[[ DATA SUPPLIED, beginning ]]

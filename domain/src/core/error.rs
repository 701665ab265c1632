//! Domain error types

use crate::plan::PlanError;
use thiserror::Error;

/// Domain-level errors
#[derive(Error, Debug, Clone, PartialEq, Eq)]
pub enum DomainError {
    #[error("Query cannot be empty")]
    EmptyQuery,

    #[error(transparent)]
    Plan(#[from] PlanError),
}

impl DomainError {
    /// Whether this error means no plan could be produced.
    pub fn is_plan_failure(&self) -> bool {
        matches!(self, DomainError::Plan(_))
    }
}
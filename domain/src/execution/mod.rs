//! Plan execution domain
//!
//! The mutable context threaded between steps and the report the executor
//! returns.

pub mod context;
pub mod report;

pub use context::ExecutionContext;
pub use report::{ExecutionReport, SkipReason, SkippedStep};
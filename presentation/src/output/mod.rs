//! Output formatting

pub mod console;
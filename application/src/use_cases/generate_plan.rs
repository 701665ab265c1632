//! Generate Plan use case
//!
//! One reasoning call turns a query into an [`ExecutionPlan`], which is then
//! run through the guardrail filter. Failures never escape as panics or
//! untyped errors: every path ends in a [`GeneratedPlan`] or a
//! [`PlanGenerationError`].

use crate::config::OrchestratorSettings;
use crate::ports::reasoning_service::{GenerationRequest, ReasoningError, ReasoningService};
use aura_domain::{
    ContextMap, DatasetSummary, ExecutionPlan, GuardrailReport, OperatingMode, PlanError,
    PlannerPromptTemplate, apply_guardrails, has_dataset, parse_plan,
};
use std::sync::Arc;
use thiserror::Error;
use tracing::{debug, info, warn};

/// Errors that end a query before anything is executed
#[derive(Error, Debug)]
pub enum PlanGenerationError {
    #[error("reasoning_failed: {0}")]
    Reasoning(#[from] ReasoningError),

    #[error(transparent)]
    Plan(#[from] PlanError),
}

impl PlanGenerationError {
    /// Stable machine-readable reason code.
    pub fn code(&self) -> &'static str {
        match self {
            PlanGenerationError::Reasoning(_) => "reasoning_failed",
            PlanGenerationError::Plan(e) => e.code(),
        }
    }
}

/// A filtered plan plus what the filter removed
#[derive(Debug, Clone)]
pub struct GeneratedPlan {
    pub plan: ExecutionPlan,
    pub guardrails: GuardrailReport,
}

/// Use case for producing a filtered execution plan
pub struct GeneratePlanUseCase {
    reasoning: Arc<dyn ReasoningService>,
    settings: OrchestratorSettings,
}

impl GeneratePlanUseCase {
    pub fn new(reasoning: Arc<dyn ReasoningService>, settings: OrchestratorSettings) -> Self {
        Self {
            reasoning,
            settings,
        }
    }

    /// Plan a query.
    ///
    /// With `Some(mode)` the prompt is constrained to that mode and the
    /// result filtered for it; with `None` the open prompt is used and only
    /// the notifier/order_manager rule is enforced.
    pub async fn execute(
        &self,
        query: &str,
        context: &ContextMap,
        mode: Option<OperatingMode>,
    ) -> Result<GeneratedPlan, PlanGenerationError> {
        let prompt = match mode {
            Some(mode) => PlannerPromptTemplate::guarded(query, mode, has_dataset(context)),
            None => {
                let summary = DatasetSummary::from_context(context);
                PlannerPromptTemplate::open(query, summary.as_ref())
            }
        };

        let request = GenerationRequest::new(&self.settings.planner_model, prompt)
            .with_temperature(self.settings.temperature)
            .with_max_output_tokens(self.settings.max_output_tokens);

        info!(
            "Requesting plan from {} ({})",
            self.reasoning.provider_name(),
            self.settings.planner_model
        );

        let response = self.reasoning.generate(&request).await.map_err(|e| {
            warn!("Planner call failed: {}", e);
            e
        })?;
        debug!("Planner response: {} chars", response.len());

        let mut plan = parse_plan(&response).map_err(|e| {
            warn!("Could not parse plan ({}): {}", e.code(), response);
            e
        })?;

        if let (Some(detected), Some(proposed)) = (mode, plan.mode)
            && detected != proposed
        {
            debug!("Planner proposed mode {}, keeping detected {}", proposed, detected);
        }

        let guardrails = apply_guardrails(&mut plan, mode);
        for removed in &guardrails.removed {
            info!("Guardrail removed {}: {}", removed.agent, removed.reason);
        }

        info!(
            "Plan ready: {} agents, {} steps",
            plan.agents.len(),
            plan.steps.len()
        );

        Ok(GeneratedPlan { plan, guardrails })
    }
}
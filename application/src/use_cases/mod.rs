//! Use cases (application services)

pub mod execute_plan;
pub mod generate_plan;
pub mod run_query;
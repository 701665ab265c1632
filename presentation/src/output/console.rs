//! Console output formatter for query outcomes

use aura_application::QueryOutcome;
use aura_domain::{AgentResult, ExecutionPlan, OutputFormat, truncate};
use colored::Colorize;
use serde_json::Value;

/// Max bytes of agent data shown per line in summary output
const SUMMARY_DATA_BYTES: usize = 160;

/// Formats query outcomes for console display
pub struct ConsoleFormatter;

impl ConsoleFormatter {
    /// Force colors off; when enabled, terminal detection decides.
    pub fn set_color(enabled: bool) {
        if !enabled {
            colored::control::set_override(false);
        }
    }

    /// Format an outcome in the requested format
    pub fn render(outcome: &QueryOutcome, format: OutputFormat) -> String {
        match format {
            OutputFormat::Summary => Self::format_summary(outcome),
            OutputFormat::Full => Self::format(outcome),
            OutputFormat::Json => Self::format_json(outcome),
        }
    }

    /// Format the complete outcome
    pub fn format(outcome: &QueryOutcome) -> String {
        let mut output = String::new();

        output.push_str(&Self::header("aura-chain results"));
        output.push('\n');
        output.push_str(&Self::identity(outcome));

        if let Some(error) = &outcome.error {
            output.push_str(&format!("\n{} {}\n", "Planning failed:".red().bold(), error));
            output.push_str(&Self::footer());
            return output;
        }

        if let Some(plan) = &outcome.plan {
            output.push_str(&Self::section_header("Plan"));
            output.push_str(&Self::format_plan(plan));
        }

        if !outcome.guardrails.is_clean() {
            output.push_str(&Self::section_header("Guardrails"));
            for removed in &outcome.guardrails.removed {
                output.push_str(&format!(
                    "  {} {} ({})\n",
                    "-".yellow(),
                    removed.agent,
                    removed.reason
                ));
            }
        }

        if !outcome.skipped.is_empty() {
            output.push_str(&Self::section_header("Skipped Steps"));
            for skipped in &outcome.skipped {
                output.push_str(&format!(
                    "  {} step {} {}: {}\n",
                    "~".yellow(),
                    skipped.index + 1,
                    skipped.agent,
                    skipped.reason
                ));
            }
        }

        output.push_str(&Self::section_header("Agent Results"));
        if outcome.responses.is_empty() {
            output.push_str(&format!("{}\n", "(no agents ran)".dimmed()));
        }
        for result in &outcome.responses {
            output.push_str(&Self::format_result(result));
        }

        output.push_str(&Self::footer());
        output
    }

    /// Format as JSON
    pub fn format_json(outcome: &QueryOutcome) -> String {
        serde_json::to_string_pretty(outcome).unwrap_or_else(|_| "{}".to_string())
    }

    /// Mode, agents and one line per result
    pub fn format_summary(outcome: &QueryOutcome) -> String {
        let mut output = String::new();

        output.push_str(&format!("{}\n\n", "=== aura-chain ===".cyan().bold()));
        output.push_str(&Self::identity(outcome));

        if let Some(error) = &outcome.error {
            output.push_str(&format!("\n{} {}\n", "x".red(), error));
            return output;
        }

        if let Some(plan) = &outcome.plan {
            output.push_str(&format!(
                "{} {}\n\n",
                "Agents:".dimmed(),
                plan.agents.join(" -> ")
            ));
        }

        for result in &outcome.responses {
            let line = match (&result.data, &result.error) {
                (Some(data), _) if result.success => {
                    truncate(&Self::data_preview(data), SUMMARY_DATA_BYTES)
                }
                (_, Some(error)) => error.clone(),
                _ => String::new(),
            };
            let mark = if result.success { "v".green() } else { "x".red() };
            output.push_str(&format!("{} {} {}\n", mark, result.agent_name.bold(), line));
        }

        for skipped in &outcome.skipped {
            output.push_str(&format!(
                "{} {} {}\n",
                "~".yellow(),
                skipped.agent.bold(),
                skipped.reason.to_string().dimmed()
            ));
        }

        output
    }

    /// Numbered plan steps with their dependencies
    pub fn format_plan(plan: &ExecutionPlan) -> String {
        let mut output = String::new();

        if !plan.reasoning.is_empty() {
            output.push_str(&format!("{} {}\n", "Reasoning:".dimmed(), plan.reasoning));
        }
        output.push_str(&format!("{} {}\n", "Agents:".dimmed(), plan.agents.join(", ")));

        for (i, step) in plan.steps.iter().enumerate() {
            output.push_str(&format!("  {}. {}", i + 1, step.agent.bold()));
            if !step.depends_on.is_empty() {
                output.push_str(&format!(
                    " {}",
                    format!("(after {})", step.depends_on.join(", ")).dimmed()
                ));
            }
            output.push('\n');
            if let Some(task) = &step.task {
                output.push_str(&Self::indent(task, "     "));
                output.push('\n');
            }
        }

        output
    }

    fn identity(outcome: &QueryOutcome) -> String {
        let mode = outcome
            .mode
            .map(|m| m.as_str().to_string())
            .unwrap_or_else(|| "open".to_string());
        format!(
            "{} {}\n{} {}\n",
            "Mode:".cyan().bold(),
            mode,
            "Request:".cyan().bold(),
            outcome.request_id.dimmed()
        )
    }

    fn format_result(result: &AgentResult) -> String {
        let elapsed = result
            .metadata
            .get("execution_ms")
            .and_then(Value::as_u64)
            .map(|ms| format!(" ({} ms)", ms))
            .unwrap_or_default();

        if result.success {
            let body = result
                .data
                .as_ref()
                .and_then(|d| serde_json::to_string_pretty(d).ok())
                .unwrap_or_default();
            format!(
                "\n{}{}\n{}\n",
                format!("── {} ──", result.agent_name).yellow().bold(),
                elapsed.dimmed(),
                body
            )
        } else {
            format!(
                "\n{}{}\nError: {}\n",
                format!("── {} ──", result.agent_name).red().bold(),
                elapsed.dimmed(),
                result.error.as_deref().unwrap_or("Unknown")
            )
        }
    }

    /// `insights` text when present, compact JSON otherwise
    fn data_preview(data: &Value) -> String {
        match data.get("insights") {
            Some(Value::String(text)) => text.split_whitespace().collect::<Vec<_>>().join(" "),
            Some(other) => other.to_string(),
            None => data.to_string(),
        }
    }

    fn header(title: &str) -> String {
        let line = "=".repeat(60);
        format!("{}\n{:^60}\n{}", line.cyan(), title.bold(), line.cyan())
    }

    fn section_header(title: &str) -> String {
        format!("\n{}\n{}\n", title.cyan().bold(), "-".repeat(40))
    }

    fn footer() -> String {
        format!("\n{}\n", "=".repeat(60).cyan())
    }

    /// Indent a multi-line string
    pub fn indent(text: &str, prefix: &str) -> String {
        text.lines()
            .map(|line| format!("{}{}", prefix, line))
            .collect::<Vec<_>>()
            .join("\n")
    }
}
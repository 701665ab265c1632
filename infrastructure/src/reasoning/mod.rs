//! Reasoning service decorators.

mod fallback;

pub use fallback::{FALLBACK_TEXT, FallbackReasoningService};
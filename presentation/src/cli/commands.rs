//! CLI command definitions

use aura_application::PlanningStrategy;
use aura_domain::OutputFormat;
use clap::{Parser, ValueEnum};
use serde_json::Value;
use std::path::PathBuf;

/// Output format for query outcomes
#[derive(Debug, Clone, Copy, PartialEq, Eq, ValueEnum)]
pub enum OutputArg {
    /// Mode, plan and one line per agent
    Summary,
    /// Plan, guardrail removals, skipped steps and agent data
    Full,
    /// The outcome as JSON
    Json,
}

impl From<OutputArg> for OutputFormat {
    fn from(arg: OutputArg) -> Self {
        match arg {
            OutputArg::Summary => OutputFormat::Summary,
            OutputArg::Full => OutputFormat::Full,
            OutputArg::Json => OutputFormat::Json,
        }
    }
}

/// Planning strategy
#[derive(Debug, Clone, Copy, PartialEq, Eq, ValueEnum)]
pub enum StrategyArg {
    /// Detect the operating mode and filter the plan for it
    Guarded,
    /// Let the planner choose freely (notifier rule still enforced)
    Open,
}

impl From<StrategyArg> for PlanningStrategy {
    fn from(arg: StrategyArg) -> Self {
        match arg {
            StrategyArg::Guarded => PlanningStrategy::Guarded,
            StrategyArg::Open => PlanningStrategy::Open,
        }
    }
}

/// CLI arguments for aura-chain
#[derive(Parser, Debug)]
#[command(name = "aura-chain")]
#[command(author, version, about = "Supply chain analytics orchestrator - plan and run a chain of agents for a query")]
#[command(long_about = r#"
aura-chain answers a supply chain question by planning a chain of agents.

Each query goes through three stages:
1. Mode detection: cold_start (no dataset), deep_dive or ad_hoc
2. Planning: one reasoning call proposes agents, then guardrails filter them
3. Execution: agents run in plan order, each seeing its dependencies' outputs

Configuration files are loaded from (in priority order):
1. AURA_* environment variables (e.g. AURA_PLANNER__MODEL)
2. --config <path>     Explicit config file
3. ./aura.toml         Project-level config
4. ~/.config/aura-chain/config.toml   Global config

Example:
  aura-chain "Show me sneaker sales trends"
  aura-chain --dataset sales.json "Optimize inventory for next quarter"
  aura-chain --dataset-id 7f3c --plan-only "Order more of the best sellers"
"#)]
pub struct Cli {
    /// The question to answer
    pub query: Option<String>,

    /// Dataset file to attach (JSON records or CSV with a header row)
    #[arg(short, long, value_name = "FILE")]
    pub dataset: Option<PathBuf>,

    /// Dataset identifier to attach to the context
    #[arg(long, value_name = "ID")]
    pub dataset_id: Option<String>,

    /// Extra context entries (value parsed as JSON when possible)
    #[arg(short = 'C', long = "context", value_name = "KEY=VALUE", value_parser = parse_key_value)]
    pub context: Vec<(String, Value)>,

    /// Session identifier (generated when absent)
    #[arg(long, value_name = "ID")]
    pub session_id: Option<String>,

    /// User identifier passed to agents
    #[arg(long, value_name = "ID")]
    pub user_id: Option<String>,

    /// Planning strategy (overrides config)
    #[arg(long, value_enum)]
    pub strategy: Option<StrategyArg>,

    /// Output format (overrides config)
    #[arg(short, long, value_enum)]
    pub output: Option<OutputArg>,

    /// Print the filtered plan without running any agent
    #[arg(long)]
    pub plan_only: bool,

    /// Verbosity level (-v = info, -vv = debug, -vvv = trace)
    #[arg(short, long, action = clap::ArgAction::Count)]
    pub verbose: u8,

    /// Suppress progress indicators
    #[arg(short, long)]
    pub quiet: bool,

    /// Path to configuration file
    #[arg(long, value_name = "PATH")]
    pub config: Option<PathBuf>,

    /// Disable loading of configuration files
    #[arg(long)]
    pub no_config: bool,

    /// Show configuration file locations and exit
    #[arg(long)]
    pub show_config: bool,

    /// Append run events as JSON lines to this file (overrides config)
    #[arg(long, value_name = "PATH")]
    pub journal: Option<PathBuf>,

    /// Write diagnostic logs to this file instead of stderr
    #[arg(long, value_name = "PATH")]
    pub log_file: Option<PathBuf>,
}

/// Parse `key=value`; the value is JSON if it parses, a string otherwise.
pub fn parse_key_value(s: &str) -> Result<(String, Value), String> {
    let (key, raw) = s
        .split_once('=')
        .ok_or_else(|| format!("expected KEY=VALUE, got '{}'", s))?;
    let key = key.trim();
    if key.is_empty() {
        return Err(format!("empty key in '{}'", s));
    }
    let value = serde_json::from_str(raw).unwrap_or_else(|_| Value::String(raw.to_string()));
    Ok((key.to_string(), value))
}
//! Progress notification port
//!
//! Defines the interface for reporting progress while a query is planned
//! and executed.

use aura_domain::{AgentKind, AgentResult, ExecutionPlan, OperatingMode, SkippedStep};

/// Callback for progress updates during orchestration
///
/// Implementations live in the presentation layer. Every method has a no-op
/// default so implementors only override what they display.
pub trait OrchestrationProgress: Send + Sync {
    /// Called once the mode is known (`None` for open planning)
    fn on_mode_detected(&self, _mode: Option<OperatingMode>) {}

    /// Called before the planner's reasoning call
    fn on_planning_start(&self) {}

    /// Called with the filtered plan
    fn on_plan_ready(&self, _plan: &ExecutionPlan) {}

    /// Called when plan generation fails
    fn on_plan_failed(&self, _error: &str) {}

    /// Called before a step is invoked
    fn on_step_start(&self, _index: usize, _total: usize, _agent: AgentKind) {}

    /// Called when a step is skipped
    fn on_step_skipped(&self, _skipped: &SkippedStep) {}

    /// Called after a step returned (successfully or not)
    fn on_step_complete(&self, _index: usize, _result: &AgentResult) {}

    /// Called once all steps have been walked
    fn on_execution_complete(&self, _succeeded: usize, _failed: usize, _skipped: usize) {}
}

/// No-op progress notifier for when progress reporting is not needed
pub struct NoProgress;

impl OrchestrationProgress for NoProgress {}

[[ DATA SUPPLIED, end ]]

WHAT TO DO:
Copy out every line of the listing where the word "files" occurs.

TASK SOLUTION:
Configuration files are loaded from (in priority order):
    /// Disable loading of configuration files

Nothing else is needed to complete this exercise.